High-rise building in Omaha, Nebraska

The AT&T Building, historically known as the Nebraska Telephone Building and the Northwestern Bell Telephone Company Regional Headquarters, is a 334 ft, 16-story high-rise building in Downtown Omaha, Nebraska, United States. The north addition was added to the National Register of Historic Places on July 17, 2009. The building now houses apartments. The building to the south is now used for Lumen's Omaha operations. The original 15-story building was built in 1918 for the Nebraska Telephone Company. A 12-story addition was built in 1957 to the north, later being expanded in 1964. In 1968, an addition to the west was built. It was the headquarters of Northwestern Bell until 1981, when the company moved to the current Omaha World-Herald Building.

== History ==
The AT&T Building in Downtown Omaha was originally known as the Nebraska Telephone Building. Construction for the building began in March 1917. The building was built by Lanquist & Illsley of Chicago. The Nebraska Telephone Building officially opened in 1918. Three years later, in 1921, the Nebraska Telephone Company and several other companies merged to create Northwestern Bell, and the new company used the building as its headquarters.

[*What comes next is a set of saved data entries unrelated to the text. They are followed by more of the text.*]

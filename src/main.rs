// SPDX-FileCopyrightText: 2025 Joost van der Laan <joost@fashionunited.com>
//
// SPDX-License-Identifier: AGPL-3.0-only

use std::path::PathBuf;
use std::sync::Arc;

use anyhow::Result;
use clap::{Parser, Subcommand};
use tracing_subscriber::{layer::SubscriberExt, util::SubscriberInitExt};

use bmp_zoom::config::{self, DEFAULT_CONFIG_PATH};
use bmp_zoom::gateway::JobGateway;
use bmp_zoom::nats::{self, NatsJobBus};
use bmp_zoom::orchestrator::Orchestrator;
use bmp_zoom::web::{self, AppState};
use bmp_zoom::zoom;

#[derive(Debug, Parser)]
#[command(author, version, about, long_about = None)]
struct Cli {
    /// TOML configuration file; defaults apply when it does not exist
    #[arg(long, global = true, default_value = DEFAULT_CONFIG_PATH)]
    config: PathBuf,

    #[command(subcommand)]
    command: Commands,
}

#[derive(Debug, Subcommand)]
enum Commands {
    /// Accept uploads over HTTP and track jobs
    Gateway {
        /// Port to bind to
        #[arg(long)]
        port: Option<u16>,
    },
    /// Split, zoom, merge and store queued jobs
    Orchestrator,
    /// Serve zoom requests for one half of an image
    ZoomWorker {
        /// Port to bind to
        #[arg(long)]
        port: Option<u16>,
    },
}

#[tokio::main]
async fn main() -> Result<()> {
    dotenvy::dotenv().ok();

    tracing_subscriber::registry()
        .with(
            tracing_subscriber::EnvFilter::try_from_default_env()
                .unwrap_or_else(|_| "bmp_zoom=info,tower_http=info".into()),
        )
        .with(tracing_subscriber::fmt::layer())
        .init();

    let cli = Cli::parse();
    let config = config::load_config(&cli.config)?;

    match cli.command {
        Commands::Gateway { port } => {
            let client = nats::create_nats_client(&config.nats.url, "bmp-zoom-gateway").await?;
            if config.gateway.max_upload_bytes > client.max_payload() {
                tracing::warn!(
                    max_upload_bytes = config.gateway.max_upload_bytes,
                    max_payload = client.max_payload(),
                    "Uploads above the NATS max_payload are refused with 413; raise max_payload on the server to accept them"
                );
            }
            let bus = NatsJobBus::new(
                client.clone(),
                config.nats.job_subject.clone(),
                config.nats.done_subject.clone(),
            );
            let gateway = JobGateway::new(Arc::new(bus), config.image_store.base_url.clone());

            let done_subject = config.nats.done_subject.clone();
            let listener_gateway = gateway.clone();
            let done_loop = tokio::spawn(async move {
                if let Err(e) =
                    nats::run_job_done_loop(client, &done_subject, listener_gateway).await
                {
                    tracing::error!("Job-done listener stopped: {:#}", e);
                }
            });

            let port = port.unwrap_or(config.gateway.port);
            let state = AppState::new(gateway, config.gateway.clone());
            let result = web::start_server(state, port).await;
            done_loop.abort();
            result?;
        }
        Commands::Orchestrator => {
            let client =
                nats::create_nats_client(&config.nats.url, "bmp-zoom-orchestrator").await?;
            let bus = NatsJobBus::new(
                client.clone(),
                config.nats.job_subject.clone(),
                config.nats.done_subject.clone(),
            );
            let orchestrator = Arc::new(Orchestrator::from_config(&config, Arc::new(bus))?);

            tracing::info!(
                top = %config.orchestrator.top_worker,
                bottom = %config.orchestrator.bottom_worker,
                image_store = %config.image_store.base_url,
                "Orchestrator starting"
            );

            tokio::select! {
                result = nats::run_job_request_loop(client, &config.nats.job_subject, orchestrator) => result?,
                _ = web::shutdown_signal() => {}
            }
        }
        Commands::ZoomWorker { port } => {
            let port = port.unwrap_or(config.zoom_worker.port);
            zoom::start_zoom_worker(port, config.zoom_worker.max_body_bytes).await?;
        }
    }

    Ok(())
}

The white building to the north was built and opened in 1957. On July 11, 1962, it was announced that the northern building would be expanded to fill the entire block. Construction began later that year and the addition was topped out in April 1963. The addition opened in 1964. In January 1967, a 15-story addition to the west of the building was announced. The addition was built by Hawkins Construction company. During construction of the addition, Northwestern Bell employees went on strike outside of the building. The building was completed in October 1968.

In 1981, Northwestern Bell completed and moved into its new headquarters in the current Omaha World-Herald Building. In 1991, Northwestern Bell was merged into its parent company, US West.

The building to the north was listed on the National Register of Historic Places on July 17, 2009. In 2013, that same building was converted into apartments.